The Saint Joseph Ice Hockey program is one filled with tradition. Perhaps there is no greater one than the team’s annual fundraiser to support a local charity.
The 2022/2023 fundraiser took the culture of service and formation to new heights.
In support of the Tunnel to Towers Foundation, the Saint Joe’s hockey team raised $21,185 over the course of the season, exceeding all goals and previous donations combined.
“Tunnel to Towers is such a worthy cause,” Saint Joseph ice hockey coach and Director of Athletics Ryan Carter ‘91 said. “That’s more money than we’ve ever raised in one shot. I think there is some self satisfaction because a lot of people said we couldn’t raise $10,000, but we doubled it.”
A retired New York/New Jersey Port Authority police officer, Carter saw the Tunnel to Towers Foundation as an opportunity to support an organization that many people can relate to.
“Tunnel to Towers is an organization that anyone can get behind,” Carter said. “They’ve proven that the money they take in, the vast majority, if not all of it, goes to people that served this country and paid the ultimate sacrifice for. It’s just a cause that everyone can get behind.”

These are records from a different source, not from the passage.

//! Per-flow datagram accounting

use std::sync::Arc;
use std::time::Instant;

use tracing::debug;

use super::types::{PacketSample, TransferStats};
use crate::protocol::{
    CodecError, DatagramMarker, ServerSummary, DATAGRAM_HEADER_LEN, SERVER_SUMMARY_LEN,
};
use crate::registry::GroupHandle;

/// Running report of one datagram flow
#[derive(Debug)]
pub struct FlowReport {
    group: Arc<GroupHandle>,
    started: Instant,
    last_id: u32,
    last_transit: Option<f64>,
    stats: TransferStats,
    closed: bool,
}

impl FlowReport {
    pub fn new(group: Arc<GroupHandle>) -> Self {
        Self {
            group,
            started: Instant::now(),
            last_id: 0,
            last_transit: None,
            stats: TransferStats::default(),
            closed: false,
        }
    }

    pub fn group(&self) -> &Arc<GroupHandle> {
        &self.group
    }

    /// Account one received datagram.
    pub fn update(&mut self, sample: &PacketSample) {
        if self.closed {
            return;
        }

        self.stats.total_bytes += sample.len as u64;
        self.group.record(sample.len as u64, 1);

        let transit = sample.transit();
        if let Some(last) = self.last_transit {
            let delta = (transit - last).abs();
            self.stats.jitter += (delta - self.stats.jitter) / 16.0;
        }
        self.last_transit = Some(transit);

        let id = sample.packet_id;
        if id > self.last_id.saturating_add(1) {
            self.stats.errors += id - self.last_id - 1;
        } else if id < self.last_id.saturating_add(1) && self.stats.datagrams > 0 {
            self.stats.out_of_order += 1;
        }
        if id > self.last_id || self.stats.datagrams == 0 {
            self.last_id = id;
        }
        self.stats.datagrams = self.stats.datagrams.max(id);
    }

    /// Stop timing. Late datagrams counted as lost are taken back out.
    pub fn close(&mut self, at: Instant) -> TransferStats {
        if !self.closed {
            self.closed = true;
            self.stats.end_time = at.saturating_duration_since(self.started).as_secs_f64();
            self.stats.errors = self.stats.errors.saturating_sub(self.stats.out_of_order);
            debug!(
                group = %self.group.id(),
                datagrams = self.stats.datagrams,
                errors = self.stats.errors,
                out_of_order = self.stats.out_of_order,
                jitter = self.stats.jitter,
                "Flow report closed"
            );
        }
        self.stats
    }

    pub fn stats(&self) -> TransferStats {
        self.stats
    }
}

/// Fill in the terminal reply to a sender's termination datagram.
///
/// With `stats` the summary is embedded behind the marker; without it a
/// stray termination gets its summary flags cleared. Nothing is written
/// unless the datagram is strictly larger than marker plus summary.
/// Returns whether the summary area was touched.
pub fn prepare_final_reply(
    datagram: &mut [u8],
    stats: Option<&TransferStats>,
) -> Result<bool, CodecError> {
    DatagramMarker::decode(datagram)?;
    if datagram.len() <= DATAGRAM_HEADER_LEN + SERVER_SUMMARY_LEN {
        return Ok(false);
    }

    let body = &mut datagram[DATAGRAM_HEADER_LEN..];
    match stats {
        Some(stats) => stats.to_summary().write_into(body)?,
        None => body[..4].copy_from_slice(&0u32.to_be_bytes()),
    }
    Ok(true)
}

/// Read back a summary embedded by [`prepare_final_reply`].
pub fn read_summary(datagram: &[u8]) -> Result<ServerSummary, CodecError> {
    ServerSummary::decode(datagram.get(DATAGRAM_HEADER_LEN..).unwrap_or_default())
}

#[cfg(test)]
mod tests {
    use super::*;
    use crate::protocol::HEADER_VERSION1;
    use crate::registry::GroupId;
    use bytes::BytesMut;
    use std::time::{Duration, SystemTime};

    fn sample(id: u32, sent_ms: u64, received_ms: u64) -> PacketSample {
        PacketSample {
            packet_id: id,
            sent: Duration::from_millis(sent_ms),
            received: Duration::from_millis(received_ms),
            len: 100,
        }
    }

    fn report() -> FlowReport {
        FlowReport::new(Arc::new(GroupHandle::new(GroupId(-1))))
    }

    #[test]
    fn test_gap_counts_as_errors_and_datagrams_is_highest_id() {
        let mut report = report();
        report.update(&sample(0, 0, 10));
        report.update(&sample(5, 50, 60));
        report.update(&sample(6, 60, 70));

        let stats = report.close(Instant::now());
        assert_eq!(stats.datagrams, 6);
        assert_eq!(stats.errors, 4);
        assert_eq!(stats.out_of_order, 0);
        assert_eq!(stats.total_bytes, 300);
        assert_eq!(report.group().totals().datagrams, 3);
    }

    #[test]
    fn test_late_datagram_is_out_of_order_not_lost() {
        let mut report = report();
        report.update(&sample(1, 0, 10));
        report.update(&sample(3, 20, 30));
        report.update(&sample(2, 10, 40));

        let stats = report.close(Instant::now());
        assert_eq!(stats.out_of_order, 1);
        assert_eq!(stats.errors, 0);
        assert_eq!(stats.datagrams, 3);
    }

    #[test]
    fn test_jitter_follows_smoothed_transit_difference() {
        let mut report = report();
        report.update(&sample(1, 0, 10));
        report.update(&sample(2, 10, 36));

        // |26ms - 10ms| / 16
        let expected = 0.016 / 16.0;
        assert!((report.stats().jitter - expected).abs() < 1e-9);
    }

    #[test]
    fn test_constant_transit_has_no_jitter() {
        let mut report = report();
        for id in 1..=10 {
            report.update(&sample(id, id as u64 * 10, id as u64 * 10 + 5));
        }
        assert!(report.stats().jitter.abs() < 1e-12);
    }

    #[test]
    fn test_final_reply_embeds_summary_when_room() {
        let mut report = report();
        let now = SystemTime::now();
        let marker = DatagramMarker { id: -6, tv_sec: 0, tv_usec: 0 };
        report.update(&PacketSample::at(&marker, 100, now));
        let stats = report.close(Instant::now());

        let mut buf = BytesMut::new();
        marker.encode_into(&mut buf);
        buf.resize(100, 0);

        assert!(prepare_final_reply(&mut buf, Some(&stats)).unwrap());
        let summary = read_summary(&buf).unwrap();
        assert_eq!(summary.flags, HEADER_VERSION1);
        assert_eq!(summary.datagrams, 6);
    }

    #[test]
    fn test_final_reply_untouched_without_room() {
        let mut buf = BytesMut::new();
        DatagramMarker { id: -3, tv_sec: 0, tv_usec: 0 }.encode_into(&mut buf);
        buf.resize(DATAGRAM_HEADER_LEN + SERVER_SUMMARY_LEN, 0xAA);

        let stats = TransferStats::default();
        assert!(!prepare_final_reply(&mut buf, Some(&stats)).unwrap());
        assert!(buf[DATAGRAM_HEADER_LEN..].iter().all(|b| *b == 0xAA));
    }

    #[test]
    fn test_stray_termination_clears_flags() {
        let mut buf = BytesMut::new();
        DatagramMarker { id: -1, tv_sec: 0, tv_usec: 0 }.encode_into(&mut buf);
        buf.resize(64, 0xFF);

        assert!(prepare_final_reply(&mut buf, None).unwrap());
        assert_eq!(read_summary(&buf).unwrap().flags, 0);
    }
}
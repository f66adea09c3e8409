//! Connection Management Module
//!
//! Binding, flow acceptance, filtering, and hand-off of flows to workers.

pub mod acceptor;
pub mod binder;
pub mod filter;
pub mod listener;
pub mod single;
pub mod sink;
pub mod worker;

pub use acceptor::{AcceptOutcome, AcceptedFlow, DatagramDemux, FlowSocket, FlowSource, StreamAcceptor};
pub use binder::{BoundSocket, EndpointBinder};
pub use filter::{ClientFilter, FilterDecision, WorkerBudget};
pub use listener::{Listener, StopReason};
pub use single::CollapsedServer;
pub use sink::SinkWorker;
pub use worker::{ClientSettings, Dispatcher, FlowSettings, FlowWorker, TestAmount, TestMode};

Throughout the 2022-2023 season, the team hosted three charity hockey games, with teams from across the New York/New Jersey area that were impacted in some way by the 9/11 tragedy. Saint Joe’s hosted the Port Authority Police Department and Edison Fire Department game in the Fall, followed by a Falcons Alumni Team taking on the New Jersey State Police and New Jersey Devils Alumni. The final game took place in early February when the Saint Joe’s varsity squad took on the Xavier High School Knights, who come from a Manhattan prep school that sits less than three miles from the World Trade Center.
“I was proud of what we did because what we were able to do was mobilize a lot of people - people that I knew, people that I didn’t know, people that the kids and the school know,” Carter said. “It caused people to reflect and think about what happened on September 11, 2001. It gave us a great learning opportunity, where 9/11 is a page in a book for them. This fundraiser brought it to life.”

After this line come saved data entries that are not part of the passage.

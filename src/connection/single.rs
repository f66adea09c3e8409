//! Collapsed single-context datagram server
//!
//! Every datagram is handled inside the listener task: new senders are
//! filtered, handshaken and registered, mid-flow datagrams are accounted, and
//! termination markers are answered with the flow's summary.

use std::collections::HashMap;
use std::net::SocketAddr;
use std::sync::Arc;
use std::time::Instant as StdInstant;

use bytes::BytesMut;
use tokio::net::UdpSocket;
use tokio::time::Instant;
use tracing::{debug, info, trace, warn};

use super::acceptor::accept_deadline;
use super::binder::{BoundSocket, EndpointBinder};
use super::filter::{ClientFilter, FilterDecision, WorkerBudget};
use super::listener::StopReason;
use super::worker::{ClientSettings, Dispatcher, TestMode};
use crate::config::ServerConfig;
use crate::error::ListenerError;
use crate::metrics::Metrics;
use crate::protocol::{DatagramMarker, HandshakeNegotiator, DATAGRAM_HEADER_LEN, MAX_HEADER_LEN};
use crate::registry::{normalize_addr, GroupRegistry};
use crate::report::{prepare_final_reply, FlowReport, PacketSample};
use crate::shutdown::{InterruptReason, ShutdownSignal};

struct ActiveFlow {
    report: FlowReport,
    follow_up: Option<ClientSettings>,
}

/// What to do with one received datagram
#[derive(Debug, Clone, Copy, PartialEq, Eq)]
enum DatagramAction {
    Account,
    Start,
    Finish,
    Stray,
}

impl DatagramAction {
    fn classify(marker: &DatagramMarker, registered: bool) -> Self {
        match (marker.is_termination(), registered) {
            (false, true) => DatagramAction::Account,
            (false, false) => DatagramAction::Start,
            (true, true) => DatagramAction::Finish,
            (true, false) => DatagramAction::Stray,
        }
    }
}

/// Single-task datagram server
pub struct CollapsedServer {
    server: ServerConfig,
    socket: UdpSocket,
    local: SocketAddr,
    buf: BytesMut,
    registry: Arc<GroupRegistry>,
    dispatcher: Arc<Dispatcher>,
    metrics: Option<Arc<Metrics>>,
    filter: ClientFilter,
    budget: WorkerBudget,
    negotiator: Option<HandshakeNegotiator>,
    flows: HashMap<SocketAddr, ActiveFlow>,
    deadline: Option<Instant>,
}

impl CollapsedServer {
    pub fn new(
        server: &ServerConfig,
        mut binder: EndpointBinder,
        registry: Arc<GroupRegistry>,
        dispatcher: Arc<Dispatcher>,
        metrics: Option<Arc<Metrics>>,
    ) -> Result<Self, ListenerError> {
        let socket = match binder.bind()? {
            BoundSocket::Datagram(socket) => socket,
            BoundSocket::Stream(listener) => {
                return Err(ListenerError::Socket {
                    transport: "udp",
                    addr: listener.local_addr()?,
                    source: std::io::Error::new(
                        std::io::ErrorKind::InvalidInput,
                        "collapsed mode needs a datagram socket",
                    ),
                })
            }
        };
        let local = socket.local_addr()?;

        Ok(Self {
            server: server.clone(),
            socket,
            local,
            buf: BytesMut::zeroed(server.buffer_len.max(MAX_HEADER_LEN)),
            registry,
            dispatcher,
            metrics,
            filter: ClientFilter::new(server),
            budget: WorkerBudget::new(server.max_flows),
            negotiator: (!server.compat && !server.is_multicast())
                .then(|| HandshakeNegotiator::new(server)),
            flows: HashMap::new(),
            deadline: accept_deadline(server),
        })
    }

    pub fn local_addr(&self) -> SocketAddr {
        self.local
    }

    /// Serve datagrams until interrupted, the deadline passes, or the budget
    /// is spent and every admitted flow has ended. A receive error is fatal.
    pub async fn run(&mut self, signal: &mut ShutdownSignal) -> Result<StopReason, ListenerError> {
        info!(local = %self.local, "Serving datagram flows in a single context");

        loop {
            if self.budget.exhausted() && self.flows.is_empty() {
                return Ok(StopReason::BudgetExhausted);
            }

            let received = tokio::select! {
                reason = signal.recv() => {
                    if reason == InterruptReason::DurationExpired && self.server.repeat && signal.clear() {
                        info!("Run duration elapsed, continuing to listen");
                        continue;
                    }
                    return Ok(StopReason::Interrupted(reason));
                }
                received = receive(&self.socket, &mut self.buf, self.deadline) => received,
            };

            let (len, peer) = match received {
                None => return Ok(StopReason::DeadlineElapsed),
                Some(Ok(received)) => received,
                Some(Err(e)) => return Err(ListenerError::Receive(e)),
            };
            if len < DATAGRAM_HEADER_LEN {
                trace!(peer = %peer, len, "Ignoring runt datagram");
                continue;
            }

            let peer = normalize_addr(peer);
            let marker = DatagramMarker::decode(&self.buf[..len])?;
            let sample = PacketSample::from_marker(&marker, len);
            if let Some(metrics) = &self.metrics {
                metrics.record_datagram();
            }

            match DatagramAction::classify(&marker, self.flows.contains_key(&peer)) {
                DatagramAction::Account => {
                    if let Some(flow) = self.flows.get_mut(&peer) {
                        flow.report.update(&sample);
                    }
                }
                DatagramAction::Start => {
                    if self.start_flow(peer, len, &sample).await {
                        self.reply(peer, len).await;
                    }
                }
                DatagramAction::Finish => {
                    self.finish_flow(peer, len, &sample)?;
                    self.reply(peer, len).await;
                }
                DatagramAction::Stray => {
                    prepare_final_reply(&mut self.buf[..len], None)?;
                    self.reply(peer, len).await;
                }
            }
        }
    }

    async fn start_flow(&mut self, peer: SocketAddr, len: usize, sample: &PacketSample) -> bool {
        if self.filter.on_accept(peer, self.registry.is_empty(), &mut self.budget)
            == FilterDecision::Reject
        {
            warn!(peer = %peer, "Rejected datagram flow from disallowed host");
            if let Some(metrics) = &self.metrics {
                metrics.record_rejected();
            }
            return false;
        }

        let handshake = match &self.negotiator {
            Some(negotiator) => {
                match negotiator
                    .negotiate_datagram(&self.socket, &self.buf[..len], peer)
                    .await
                {
                    Ok(outcome) => outcome,
                    Err(e) => {
                        warn!(peer = %peer, error = %e, "Handshake failed");
                        if let Some(metrics) = &self.metrics {
                            metrics.record_handshake_failure();
                        }
                        return false;
                    }
                }
            }
            None => Default::default(),
        };
        if handshake.acked {
            if let Some(metrics) = &self.metrics {
                metrics.record_ack();
            }
        }

        let new_group = self.registry.lookup_host(peer.ip()).is_none();
        let group = self.registry.register(peer);
        if new_group {
            if let Some(metrics) = &self.metrics {
                metrics.record_group_created();
            }
        }
        info!(peer = %peer, group = %group.id(), "Datagram flow started");

        let follow_up = handshake.header.as_ref().and_then(|header| {
            ClientSettings::from_header(header, peer, self.server.transport, self.server.buffer_len)
        });
        let follow_up = match follow_up {
            Some(client) if client.mode == TestMode::Dual => {
                self.dispatcher.start_client(client);
                None
            }
            other => other,
        };

        let mut report = FlowReport::new(group);
        report.update(sample);
        self.flows.insert(peer, ActiveFlow { report, follow_up });

        if !self.server.single_client {
            self.budget.consume();
        }
        if let Some(metrics) = &self.metrics {
            metrics.record_accepted();
        }
        true
    }

    fn finish_flow(
        &mut self,
        peer: SocketAddr,
        len: usize,
        sample: &PacketSample,
    ) -> Result<(), ListenerError> {
        let Some(mut flow) = self.flows.remove(&peer) else {
            return Ok(());
        };
        flow.report.update(sample);
        let stats = flow.report.close(StdInstant::now());
        self.registry.remove(peer);

        prepare_final_reply(&mut self.buf[..len], Some(&stats))?;
        info!(
            peer = %peer,
            group = %flow.report.group().id(),
            bytes = stats.total_bytes,
            datagrams = stats.datagrams,
            errors = stats.errors,
            out_of_order = stats.out_of_order,
            "Datagram flow complete"
        );

        if let Some(client) = flow.follow_up {
            self.dispatcher.start_client(client);
        }
        Ok(())
    }

    async fn reply(&self, peer: SocketAddr, len: usize) {
        match self.socket.send_to(&self.buf[..len], peer).await {
            Ok(_) => debug!(peer = %peer, len, "Replied to datagram"),
            Err(e) => warn!(peer = %peer, error = %e, "Failed to reply to datagram"),
        }
    }
}

async fn receive(
    socket: &UdpSocket,
    buf: &mut BytesMut,
    deadline: Option<Instant>,
) -> Option<std::io::Result<(usize, SocketAddr)>> {
    match deadline {
        Some(deadline) => tokio::time::timeout_at(deadline, socket.recv_from(&mut buf[..]))
            .await
            .ok(),
        None => Some(socket.recv_from(&mut buf[..]).await),
    }
}

#[cfg(test)]
mod tests {
    use super::*;

    fn marker(id: i32) -> DatagramMarker {
        DatagramMarker { id, tv_sec: 0, tv_usec: 0 }
    }

    #[test]
    fn test_datagram_classification() {
        assert_eq!(DatagramAction::classify(&marker(5), true), DatagramAction::Account);
        assert_eq!(DatagramAction::classify(&marker(0), false), DatagramAction::Start);
        assert_eq!(DatagramAction::classify(&marker(-6), true), DatagramAction::Finish);
        assert_eq!(DatagramAction::classify(&marker(-1), false), DatagramAction::Stray);
    }
}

On April 26, Carter took the hockey team and their families on an excursion, reminiscent of the one that many people took for the final time on September 11, 2001.
With views of Lower Manhattan and the Freedom Tower in the background as the bus approached the Holland Tunnel, Carter reminded his team of the historical context of their bus ride and how the day will be filled with many emotions.
“On that day, we went into Manhattan to the World Trade Center by bus,” Carter said. “We sat in traffic. We were running late to get there. So much of that correlates to September 11, 2001. I think the message was, ‘You took the path that so many people took that day that never came back.’ That was a moment where they could look at that, think about that, reflect on that and start to understand the moment in time that it was.”
Once the bus arrived at the World Trade Center, the team presented a check to retired FDNY Captain John Martorano, a representative of the Tunnel to Towers Foundation. Martorano spent his career as a New York City firefighter and was a part of the 9/11 rescue team before retiring and becoming a volunteer for the Tunnel to Towers Foundation.
Following the check presentation and a tour around the grounds, the team headed down to the 9/11 Memorial Museum where they experienced recollections of the tragedy that occurred throughout New York City, Washington D.C. and Shanksville, Pennsylvania.
As Carter watched his team take in the sights and sounds of the museum, he couldn’t help but think about the lifelong impact this fundraiser will have on his program.
“We have a better program when we have better people,” Carter said. “I think that this exercise, this fundraiser made everybody involved, everybody that donated a better person. It caused them to think about something so tragic and it was a great lesson for them. It made all of us better people, therefore we have a better program because of it.”